More generally, this is good to remember:
A common myth about social media is that it’s a priori a tool of liberation, taking publishing out of the hands of power. But Facebook and Twitter are a perfect vehicle for postmodern authoritarian regimes that focus on opposition narratives instead of simply suppressing them. You can switch off the TV, but you can’t stop a political technologist getting inside social media and generating memes from within.This is also true for radical Islamism.
For myself, I've certainly been aghast (though not surprised) by Russian propaganda; what has disturbed me more has been the number of Western journalists willing to echo it.

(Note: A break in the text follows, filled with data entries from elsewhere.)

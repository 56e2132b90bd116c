//! External command execution.
//!
//! Every backend talks to its runtime through a [`CommandRunner`]. The runner
//! spawns the process, drains stdout and stderr to end-of-stream and reports
//! the exit code without interpreting it. Callers decide what a non-zero exit
//! means.
//!
//! Each invocation is bounded by an [`OperationContext`]: when the timeout
//! elapses or the cancellation token fires, the child is killed and the call
//! fails with [`AgentError::Execution`].

use std::collections::VecDeque;
use std::fmt;
use std::process::Stdio;
use std::time::Duration;

use async_trait::async_trait;
use parking_lot::Mutex;
use tokio::process::Command;
use tokio_util::sync::CancellationToken;
use tracing::{debug, warn};

use crate::error::{AgentError, Result};

/// Default bound for a single lifecycle operation.
pub const DEFAULT_OPERATION_TIMEOUT: Duration = Duration::from_secs(60);

/// Timeout and cancellation scope for one lifecycle operation.
#[derive(Debug, Clone)]
pub struct OperationContext {
    timeout: Duration,
    cancel: CancellationToken,
}

impl OperationContext {
    /// Create a context with the given timeout and a fresh token.
    pub fn new(timeout: Duration) -> Self {
        Self {
            timeout,
            cancel: CancellationToken::new(),
        }
    }

    /// Create a context bound to an existing cancellation token.
    pub fn with_cancellation(timeout: Duration, cancel: CancellationToken) -> Self {
        Self { timeout, cancel }
    }

    pub fn timeout(&self) -> Duration {
        self.timeout
    }

    pub fn cancellation_token(&self) -> &CancellationToken {
        &self.cancel
    }

    /// Cancel every operation running under this context.
    pub fn cancel(&self) {
        self.cancel.cancel();
    }

    pub fn is_cancelled(&self) -> bool {
        self.cancel.is_cancelled()
    }
}

impl Default for OperationContext {
    fn default() -> Self {
        Self::new(DEFAULT_OPERATION_TIMEOUT)
    }
}

/// A program and its arguments. No shell is involved.
#[derive(Debug, Clone, PartialEq, Eq)]
pub struct CommandSpec {
    pub program: String,
    pub args: Vec<String>,
}

impl CommandSpec {
    pub fn new(program: impl Into<String>) -> Self {
        Self {
            program: program.into(),
            args: Vec::new(),
        }
    }

    pub fn arg(mut self, arg: impl Into<String>) -> Self {
        self.args.push(arg.into());
        self
    }

    pub fn args<I, S>(mut self, args: I) -> Self
    where
        I: IntoIterator<Item = S>,
        S: Into<String>,
    {
        self.args.extend(args.into_iter().map(Into::into));
        self
    }
}

impl fmt::Display for CommandSpec {
    fn fmt(&self, f: &mut fmt::Formatter<'_>) -> fmt::Result {
        write!(f, "{}", self.program)?;
        for arg in &self.args {
            write!(f, " {}", arg)?;
        }
        Ok(())
    }
}

/// Exit code and captured output of a finished command.
#[derive(Debug, Clone, PartialEq, Eq)]
pub struct ExecutionResult {
    exit_code: i32,
    stdout: String,
    stderr: String,
}

impl ExecutionResult {
    pub fn new(exit_code: i32, stdout: impl Into<String>, stderr: impl Into<String>) -> Self {
        Self {
            exit_code,
            stdout: stdout.into(),
            stderr: stderr.into(),
        }
    }

    /// Exit code; -1 when the process was terminated by a signal.
    pub fn exit_code(&self) -> i32 {
        self.exit_code
    }

    pub fn stdout(&self) -> &str {
        &self.stdout
    }

    pub fn stderr(&self) -> &str {
        &self.stderr
    }

    pub fn success(&self) -> bool {
        self.exit_code == 0
    }
}

/// Runs external commands to completion.
#[async_trait]
pub trait CommandRunner: Send + Sync {
    async fn run(&self, command: &CommandSpec, ctx: &OperationContext) -> Result<ExecutionResult>;
}

/// Runs commands as child processes of the agent.
#[derive(Debug, Default, Clone, Copy)]
pub struct ProcessRunner;

impl ProcessRunner {
    pub fn new() -> Self {
        Self
    }
}

#[async_trait]
impl CommandRunner for ProcessRunner {
    async fn run(&self, command: &CommandSpec, ctx: &OperationContext) -> Result<ExecutionResult> {
        debug!(command = %command, timeout_secs = ctx.timeout().as_secs(), "Running command");

        let child = Command::new(&command.program)
            .args(&command.args)
            .stdin(Stdio::null())
            .stdout(Stdio::piped())
            .stderr(Stdio::piped())
            .kill_on_drop(true)
            .spawn()
            .map_err(|e| AgentError::Execution(format!("failed to spawn `{command}`: {e}")))?;

        // Dropping the wait future on timeout/cancel drops the child, which
        // kills it (kill_on_drop).
        let output = tokio::select! {
            output = child.wait_with_output() => output
                .map_err(|e| AgentError::Execution(format!("failed to read output of `{command}`: {e}")))?,
            _ = tokio::time::sleep(ctx.timeout()) => {
                warn!(command = %command, timeout_secs = ctx.timeout().as_secs(), "Command timed out, killing");
                return Err(AgentError::Execution(format!(
                    "`{command}` timed out after {:?}",
                    ctx.timeout()
                )));
            }
            _ = ctx.cancellation_token().cancelled() => {
                warn!(command = %command, "Command cancelled, killing");
                return Err(AgentError::Execution(format!("`{command}` was cancelled")));
            }
        };

        let result = ExecutionResult::new(
            output.status.code().unwrap_or(-1),
            String::from_utf8_lossy(&output.stdout),
            String::from_utf8_lossy(&output.stderr),
        );

        debug!(
            command = %command,
            exit_code = result.exit_code(),
            stdout = %result.stdout(),
            stderr = %result.stderr(),
            "Command finished"
        );

        Ok(result)
    }
}

/// Replays scripted results and records every invocation.
///
/// Used by tests and local development where the real tools are absent.
#[derive(Debug, Default)]
pub struct ScriptedRunner {
    responses: Mutex<VecDeque<std::result::Result<ExecutionResult, String>>>,
    invocations: Mutex<Vec<CommandSpec>>,
}

impl ScriptedRunner {
    pub fn new() -> Self {
        Self::default()
    }

    /// Queue a finished command result.
    pub fn push_output(&self, exit_code: i32, stdout: &str, stderr: &str) -> &Self {
        self.responses
            .lock()
            .push_back(Ok(ExecutionResult::new(exit_code, stdout, stderr)));
        self
    }

    /// Queue a spawn/I/O failure.
    pub fn push_failure(&self, message: &str) -> &Self {
        self.responses.lock().push_back(Err(message.to_string()));
        self
    }

    /// Commands run so far, in order.
    pub fn invocations(&self) -> Vec<CommandSpec> {
        self.invocations.lock().clone()
    }

    pub fn invocation_count(&self) -> usize {
        self.invocations.lock().len()
    }

    /// Responses not yet consumed.
    pub fn pending(&self) -> usize {
        self.responses.lock().len()
    }
}

#[async_trait]
impl CommandRunner for ScriptedRunner {
    async fn run(&self, command: &CommandSpec, ctx: &OperationContext) -> Result<ExecutionResult> {
        self.invocations.lock().push(command.clone());

        if ctx.is_cancelled() {
            return Err(AgentError::Execution(format!("`{command}` was cancelled")));
        }

        match self.responses.lock().pop_front() {
            Some(Ok(result)) => Ok(result),
            Some(Err(message)) => Err(AgentError::Execution(message)),
            None => Err(AgentError::Execution(format!(
                "no scripted response for `{command}`"
            ))),
        }
    }
}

Pomerantsev is eloquent here on this "strange complicity with the Kremlin's cause":
When she wasn’t repeating news from Brighton Beach my New Jersey cousin was sending me links to the Guardian. Comment is Free has become well known for its references to the Ukrainian fascist takeover. My Kiev friends began to message me, looking for an explanation: ‘Is Seumas Milne in the pay of the Kremlin?’ they would ask. Probably not, I said. ‘It all fits into a larger pattern of English racism towards Eastern Europeans,’ Oksana Forostyna, executive editor of the Ukrainian cultural magazine Krytyka, told me. She too spoke of the Ukrainians as ‘the new Untermenschen who get called whores and fascists. All those English jokes and novels about Ukrainian sluts; the weird fixation you had during Euro 2012 that Ukraine was full of neo-Nazi hooligans – there was even a BBC documentary warning football fans not to come – when in truth there are fewer racist attacks in Ukraine than in Britain … Now Putin can play on those prejudices.’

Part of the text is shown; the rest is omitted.